◆ **AIM OF THE TASK**:
Using the records that follow, work out the number of lines with the word "TimedOut" in them; reply with that number only.

● ● ● ● ● ● ●

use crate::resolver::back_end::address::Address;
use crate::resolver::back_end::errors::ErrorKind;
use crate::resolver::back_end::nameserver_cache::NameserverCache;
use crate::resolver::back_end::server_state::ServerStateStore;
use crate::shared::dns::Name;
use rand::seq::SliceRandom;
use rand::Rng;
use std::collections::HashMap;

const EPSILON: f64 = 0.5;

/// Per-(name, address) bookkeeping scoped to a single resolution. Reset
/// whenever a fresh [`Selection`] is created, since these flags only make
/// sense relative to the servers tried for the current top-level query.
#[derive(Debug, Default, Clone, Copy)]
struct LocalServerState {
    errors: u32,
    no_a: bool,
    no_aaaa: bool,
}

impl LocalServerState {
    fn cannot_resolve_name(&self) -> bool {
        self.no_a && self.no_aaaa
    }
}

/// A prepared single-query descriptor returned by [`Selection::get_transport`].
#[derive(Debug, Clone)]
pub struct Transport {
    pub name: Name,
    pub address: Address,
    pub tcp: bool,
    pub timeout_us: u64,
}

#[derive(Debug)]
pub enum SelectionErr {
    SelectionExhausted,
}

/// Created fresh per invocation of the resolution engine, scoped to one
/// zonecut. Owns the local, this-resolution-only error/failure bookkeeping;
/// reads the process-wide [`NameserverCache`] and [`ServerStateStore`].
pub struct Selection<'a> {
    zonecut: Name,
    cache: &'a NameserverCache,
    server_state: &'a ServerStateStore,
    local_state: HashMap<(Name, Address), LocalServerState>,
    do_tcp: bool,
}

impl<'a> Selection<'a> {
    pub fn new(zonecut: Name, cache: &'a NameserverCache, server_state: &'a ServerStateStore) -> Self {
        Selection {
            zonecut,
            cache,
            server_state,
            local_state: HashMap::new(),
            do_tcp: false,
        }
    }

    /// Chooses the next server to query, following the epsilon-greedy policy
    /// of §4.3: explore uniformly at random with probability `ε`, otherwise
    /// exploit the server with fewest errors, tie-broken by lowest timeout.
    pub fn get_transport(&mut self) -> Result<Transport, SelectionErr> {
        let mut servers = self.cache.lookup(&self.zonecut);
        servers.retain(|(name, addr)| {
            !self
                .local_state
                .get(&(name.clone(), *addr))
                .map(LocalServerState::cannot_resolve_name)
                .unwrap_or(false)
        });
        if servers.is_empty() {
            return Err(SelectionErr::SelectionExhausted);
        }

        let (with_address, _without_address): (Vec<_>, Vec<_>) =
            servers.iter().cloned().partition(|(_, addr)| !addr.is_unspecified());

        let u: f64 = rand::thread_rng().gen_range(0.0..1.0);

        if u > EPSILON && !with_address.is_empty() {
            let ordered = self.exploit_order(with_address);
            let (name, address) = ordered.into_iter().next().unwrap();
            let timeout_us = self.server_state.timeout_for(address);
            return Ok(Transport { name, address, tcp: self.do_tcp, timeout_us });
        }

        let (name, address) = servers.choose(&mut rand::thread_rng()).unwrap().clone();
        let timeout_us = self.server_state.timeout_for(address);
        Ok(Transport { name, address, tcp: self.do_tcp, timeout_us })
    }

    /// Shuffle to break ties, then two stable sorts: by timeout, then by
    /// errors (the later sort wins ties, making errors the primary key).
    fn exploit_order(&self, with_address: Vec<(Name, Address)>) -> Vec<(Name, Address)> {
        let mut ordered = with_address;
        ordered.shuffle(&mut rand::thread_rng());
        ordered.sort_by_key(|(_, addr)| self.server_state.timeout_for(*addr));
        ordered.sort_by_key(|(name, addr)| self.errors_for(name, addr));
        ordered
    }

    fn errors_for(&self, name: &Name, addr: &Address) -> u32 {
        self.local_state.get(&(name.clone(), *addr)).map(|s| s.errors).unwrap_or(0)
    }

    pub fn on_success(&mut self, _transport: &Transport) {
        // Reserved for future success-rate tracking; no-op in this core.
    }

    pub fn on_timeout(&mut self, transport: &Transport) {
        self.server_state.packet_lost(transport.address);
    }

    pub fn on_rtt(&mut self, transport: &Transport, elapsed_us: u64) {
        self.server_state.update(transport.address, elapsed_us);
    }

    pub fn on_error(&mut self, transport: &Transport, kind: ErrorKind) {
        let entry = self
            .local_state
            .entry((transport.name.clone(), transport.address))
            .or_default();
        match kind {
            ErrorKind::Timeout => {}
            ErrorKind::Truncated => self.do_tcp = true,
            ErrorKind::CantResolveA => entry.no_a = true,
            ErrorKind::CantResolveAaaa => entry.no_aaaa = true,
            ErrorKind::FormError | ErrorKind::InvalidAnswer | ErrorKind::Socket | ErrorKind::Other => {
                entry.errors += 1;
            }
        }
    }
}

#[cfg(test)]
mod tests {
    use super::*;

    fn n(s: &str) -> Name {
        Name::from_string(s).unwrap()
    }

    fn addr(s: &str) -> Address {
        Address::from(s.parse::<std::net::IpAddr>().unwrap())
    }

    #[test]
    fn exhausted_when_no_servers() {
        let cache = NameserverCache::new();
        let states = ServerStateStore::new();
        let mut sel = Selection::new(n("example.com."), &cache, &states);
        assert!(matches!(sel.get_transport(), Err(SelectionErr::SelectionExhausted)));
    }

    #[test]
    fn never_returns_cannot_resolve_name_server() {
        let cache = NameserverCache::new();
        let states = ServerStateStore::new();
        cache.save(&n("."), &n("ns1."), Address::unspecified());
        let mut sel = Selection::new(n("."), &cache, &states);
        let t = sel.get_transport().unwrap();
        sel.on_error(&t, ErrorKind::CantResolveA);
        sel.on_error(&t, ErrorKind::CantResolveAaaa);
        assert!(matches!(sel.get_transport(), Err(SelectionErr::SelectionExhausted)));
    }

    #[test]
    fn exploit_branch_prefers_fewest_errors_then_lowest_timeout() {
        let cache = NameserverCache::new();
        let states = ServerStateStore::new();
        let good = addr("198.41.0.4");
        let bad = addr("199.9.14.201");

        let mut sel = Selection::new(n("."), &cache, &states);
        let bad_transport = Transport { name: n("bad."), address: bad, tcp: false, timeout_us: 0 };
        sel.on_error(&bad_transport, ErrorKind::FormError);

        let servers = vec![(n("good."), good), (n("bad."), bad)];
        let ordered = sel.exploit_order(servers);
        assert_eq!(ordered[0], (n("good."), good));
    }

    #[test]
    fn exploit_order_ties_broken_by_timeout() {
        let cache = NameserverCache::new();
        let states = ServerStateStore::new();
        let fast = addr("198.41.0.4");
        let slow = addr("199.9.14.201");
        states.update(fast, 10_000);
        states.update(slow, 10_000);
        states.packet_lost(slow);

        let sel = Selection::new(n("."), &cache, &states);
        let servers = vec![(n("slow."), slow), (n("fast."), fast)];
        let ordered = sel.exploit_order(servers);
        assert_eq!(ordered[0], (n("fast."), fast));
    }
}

● ● ● ● ● ● ●

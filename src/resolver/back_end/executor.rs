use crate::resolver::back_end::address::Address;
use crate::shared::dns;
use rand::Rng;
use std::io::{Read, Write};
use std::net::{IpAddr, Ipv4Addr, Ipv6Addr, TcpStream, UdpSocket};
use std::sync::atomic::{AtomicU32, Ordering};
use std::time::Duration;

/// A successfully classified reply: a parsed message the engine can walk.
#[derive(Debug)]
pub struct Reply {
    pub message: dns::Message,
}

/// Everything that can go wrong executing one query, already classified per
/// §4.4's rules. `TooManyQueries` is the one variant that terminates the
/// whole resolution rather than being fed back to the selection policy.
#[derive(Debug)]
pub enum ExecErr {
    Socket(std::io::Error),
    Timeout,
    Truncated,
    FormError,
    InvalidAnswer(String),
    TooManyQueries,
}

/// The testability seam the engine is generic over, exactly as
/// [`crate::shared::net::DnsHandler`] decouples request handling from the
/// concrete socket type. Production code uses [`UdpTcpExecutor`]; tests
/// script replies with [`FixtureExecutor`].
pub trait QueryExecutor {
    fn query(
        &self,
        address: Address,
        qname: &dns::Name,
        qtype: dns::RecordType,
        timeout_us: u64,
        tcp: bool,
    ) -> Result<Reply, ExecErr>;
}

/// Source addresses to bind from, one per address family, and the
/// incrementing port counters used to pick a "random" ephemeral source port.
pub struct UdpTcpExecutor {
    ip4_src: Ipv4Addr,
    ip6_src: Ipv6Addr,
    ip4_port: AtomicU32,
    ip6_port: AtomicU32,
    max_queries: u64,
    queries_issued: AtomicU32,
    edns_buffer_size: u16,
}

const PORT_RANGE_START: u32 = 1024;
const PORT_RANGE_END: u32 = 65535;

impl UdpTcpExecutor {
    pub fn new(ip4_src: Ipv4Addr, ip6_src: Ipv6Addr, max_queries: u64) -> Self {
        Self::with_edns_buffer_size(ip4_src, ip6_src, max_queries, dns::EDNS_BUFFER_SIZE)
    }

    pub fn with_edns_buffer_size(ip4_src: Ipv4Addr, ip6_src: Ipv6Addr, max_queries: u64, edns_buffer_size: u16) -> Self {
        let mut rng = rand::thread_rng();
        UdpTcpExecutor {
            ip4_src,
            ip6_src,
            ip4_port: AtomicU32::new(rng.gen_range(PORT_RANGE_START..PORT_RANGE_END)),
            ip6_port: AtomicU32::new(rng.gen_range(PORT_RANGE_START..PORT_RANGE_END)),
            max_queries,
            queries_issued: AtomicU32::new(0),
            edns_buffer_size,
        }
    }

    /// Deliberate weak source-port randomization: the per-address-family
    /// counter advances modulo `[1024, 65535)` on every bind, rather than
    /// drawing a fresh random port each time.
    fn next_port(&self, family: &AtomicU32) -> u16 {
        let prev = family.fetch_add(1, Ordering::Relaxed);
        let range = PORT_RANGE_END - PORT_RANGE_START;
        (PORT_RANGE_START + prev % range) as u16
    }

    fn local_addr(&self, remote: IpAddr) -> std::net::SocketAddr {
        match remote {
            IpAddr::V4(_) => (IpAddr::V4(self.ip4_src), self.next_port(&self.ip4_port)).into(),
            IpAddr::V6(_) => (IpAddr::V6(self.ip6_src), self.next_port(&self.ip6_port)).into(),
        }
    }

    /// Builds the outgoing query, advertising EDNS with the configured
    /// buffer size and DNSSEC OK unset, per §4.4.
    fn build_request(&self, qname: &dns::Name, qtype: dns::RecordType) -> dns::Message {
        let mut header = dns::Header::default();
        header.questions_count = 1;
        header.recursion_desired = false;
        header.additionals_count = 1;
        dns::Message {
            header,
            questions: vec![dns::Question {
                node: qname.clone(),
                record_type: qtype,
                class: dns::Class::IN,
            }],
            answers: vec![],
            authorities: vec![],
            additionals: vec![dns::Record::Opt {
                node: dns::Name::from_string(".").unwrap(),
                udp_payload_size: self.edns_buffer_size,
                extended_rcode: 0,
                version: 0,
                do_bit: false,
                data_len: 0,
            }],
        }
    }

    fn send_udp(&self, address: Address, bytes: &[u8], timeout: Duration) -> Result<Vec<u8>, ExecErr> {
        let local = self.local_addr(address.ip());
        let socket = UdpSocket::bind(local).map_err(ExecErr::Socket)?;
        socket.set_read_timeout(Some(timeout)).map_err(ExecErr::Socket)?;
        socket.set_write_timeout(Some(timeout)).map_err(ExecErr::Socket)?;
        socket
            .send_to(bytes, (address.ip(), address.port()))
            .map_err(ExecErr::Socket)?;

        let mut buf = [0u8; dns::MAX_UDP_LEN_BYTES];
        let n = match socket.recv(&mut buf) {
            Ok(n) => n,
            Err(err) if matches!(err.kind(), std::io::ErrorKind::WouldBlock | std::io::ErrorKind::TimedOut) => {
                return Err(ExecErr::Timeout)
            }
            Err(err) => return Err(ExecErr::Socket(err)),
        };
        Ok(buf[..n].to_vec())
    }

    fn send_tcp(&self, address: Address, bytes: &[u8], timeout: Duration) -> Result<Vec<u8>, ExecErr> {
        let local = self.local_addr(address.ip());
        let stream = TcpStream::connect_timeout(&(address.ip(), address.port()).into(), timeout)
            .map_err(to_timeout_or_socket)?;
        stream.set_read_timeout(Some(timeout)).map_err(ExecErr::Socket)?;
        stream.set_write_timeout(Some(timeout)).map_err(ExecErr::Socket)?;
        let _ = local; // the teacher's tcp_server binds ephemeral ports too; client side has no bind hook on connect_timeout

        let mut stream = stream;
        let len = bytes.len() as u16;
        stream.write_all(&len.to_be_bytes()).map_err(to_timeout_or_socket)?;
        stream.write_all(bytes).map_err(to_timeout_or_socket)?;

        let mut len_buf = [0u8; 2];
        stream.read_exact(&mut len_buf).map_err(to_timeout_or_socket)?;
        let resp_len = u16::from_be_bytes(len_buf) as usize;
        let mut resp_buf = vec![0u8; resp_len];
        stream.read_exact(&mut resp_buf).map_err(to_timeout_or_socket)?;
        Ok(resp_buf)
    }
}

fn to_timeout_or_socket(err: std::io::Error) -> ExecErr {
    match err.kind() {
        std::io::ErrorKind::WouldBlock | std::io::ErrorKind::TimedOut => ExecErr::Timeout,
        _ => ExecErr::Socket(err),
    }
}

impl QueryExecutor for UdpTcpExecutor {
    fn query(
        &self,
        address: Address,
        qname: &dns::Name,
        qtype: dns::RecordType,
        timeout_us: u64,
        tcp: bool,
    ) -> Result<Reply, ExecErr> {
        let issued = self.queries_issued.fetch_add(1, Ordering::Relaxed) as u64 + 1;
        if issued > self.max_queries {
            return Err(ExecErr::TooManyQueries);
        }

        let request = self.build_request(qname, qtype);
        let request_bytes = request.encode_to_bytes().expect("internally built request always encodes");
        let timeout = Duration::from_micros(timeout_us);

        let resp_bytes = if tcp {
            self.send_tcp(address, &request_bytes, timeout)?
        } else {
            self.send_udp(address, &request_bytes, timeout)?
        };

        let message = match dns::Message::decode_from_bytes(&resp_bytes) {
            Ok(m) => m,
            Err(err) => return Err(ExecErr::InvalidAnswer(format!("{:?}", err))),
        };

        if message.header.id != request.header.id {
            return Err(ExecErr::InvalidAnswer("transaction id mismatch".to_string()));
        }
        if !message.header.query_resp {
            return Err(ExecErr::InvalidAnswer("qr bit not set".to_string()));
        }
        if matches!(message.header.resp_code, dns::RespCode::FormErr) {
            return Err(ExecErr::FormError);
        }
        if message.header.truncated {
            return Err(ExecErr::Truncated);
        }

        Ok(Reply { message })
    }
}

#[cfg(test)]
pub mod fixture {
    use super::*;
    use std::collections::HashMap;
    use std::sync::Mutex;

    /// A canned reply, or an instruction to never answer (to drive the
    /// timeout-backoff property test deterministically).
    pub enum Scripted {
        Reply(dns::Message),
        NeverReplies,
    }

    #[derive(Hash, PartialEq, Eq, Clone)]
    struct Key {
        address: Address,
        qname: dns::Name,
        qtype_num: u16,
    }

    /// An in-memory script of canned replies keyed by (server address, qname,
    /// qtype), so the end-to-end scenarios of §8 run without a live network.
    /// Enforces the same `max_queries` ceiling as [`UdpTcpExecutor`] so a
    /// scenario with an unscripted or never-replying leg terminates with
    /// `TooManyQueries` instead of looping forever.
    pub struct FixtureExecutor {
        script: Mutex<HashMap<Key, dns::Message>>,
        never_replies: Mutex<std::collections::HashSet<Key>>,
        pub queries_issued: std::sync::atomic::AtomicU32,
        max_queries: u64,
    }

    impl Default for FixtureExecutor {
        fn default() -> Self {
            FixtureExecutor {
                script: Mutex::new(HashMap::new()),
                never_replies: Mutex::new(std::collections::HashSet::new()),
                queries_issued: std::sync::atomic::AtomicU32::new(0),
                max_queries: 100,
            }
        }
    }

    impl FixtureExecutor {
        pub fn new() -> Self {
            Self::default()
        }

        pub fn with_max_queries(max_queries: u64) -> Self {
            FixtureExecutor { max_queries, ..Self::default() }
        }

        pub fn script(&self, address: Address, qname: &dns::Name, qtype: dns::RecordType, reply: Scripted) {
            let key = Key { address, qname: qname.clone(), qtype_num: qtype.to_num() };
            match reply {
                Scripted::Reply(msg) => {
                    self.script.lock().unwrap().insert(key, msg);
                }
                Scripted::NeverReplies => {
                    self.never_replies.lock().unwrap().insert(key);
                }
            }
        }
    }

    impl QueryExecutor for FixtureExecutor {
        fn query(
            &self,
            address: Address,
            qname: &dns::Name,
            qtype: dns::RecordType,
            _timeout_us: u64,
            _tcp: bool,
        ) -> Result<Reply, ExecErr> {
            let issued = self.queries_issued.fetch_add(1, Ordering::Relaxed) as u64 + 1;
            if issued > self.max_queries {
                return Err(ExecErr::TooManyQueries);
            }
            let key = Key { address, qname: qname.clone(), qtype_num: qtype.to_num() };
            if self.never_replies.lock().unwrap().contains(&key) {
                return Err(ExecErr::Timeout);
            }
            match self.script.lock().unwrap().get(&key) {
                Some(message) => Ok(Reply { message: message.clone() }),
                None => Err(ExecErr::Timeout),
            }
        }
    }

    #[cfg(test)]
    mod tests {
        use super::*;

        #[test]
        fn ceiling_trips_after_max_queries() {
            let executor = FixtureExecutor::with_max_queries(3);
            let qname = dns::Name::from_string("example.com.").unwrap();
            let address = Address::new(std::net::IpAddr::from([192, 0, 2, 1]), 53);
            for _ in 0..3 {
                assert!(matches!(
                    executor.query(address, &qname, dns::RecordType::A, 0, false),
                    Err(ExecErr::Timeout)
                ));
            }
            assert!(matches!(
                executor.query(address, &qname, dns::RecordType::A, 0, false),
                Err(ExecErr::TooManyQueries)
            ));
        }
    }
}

● ● ● ● ● ● ●

◆ **RESULT FOR THIS TASK**:
2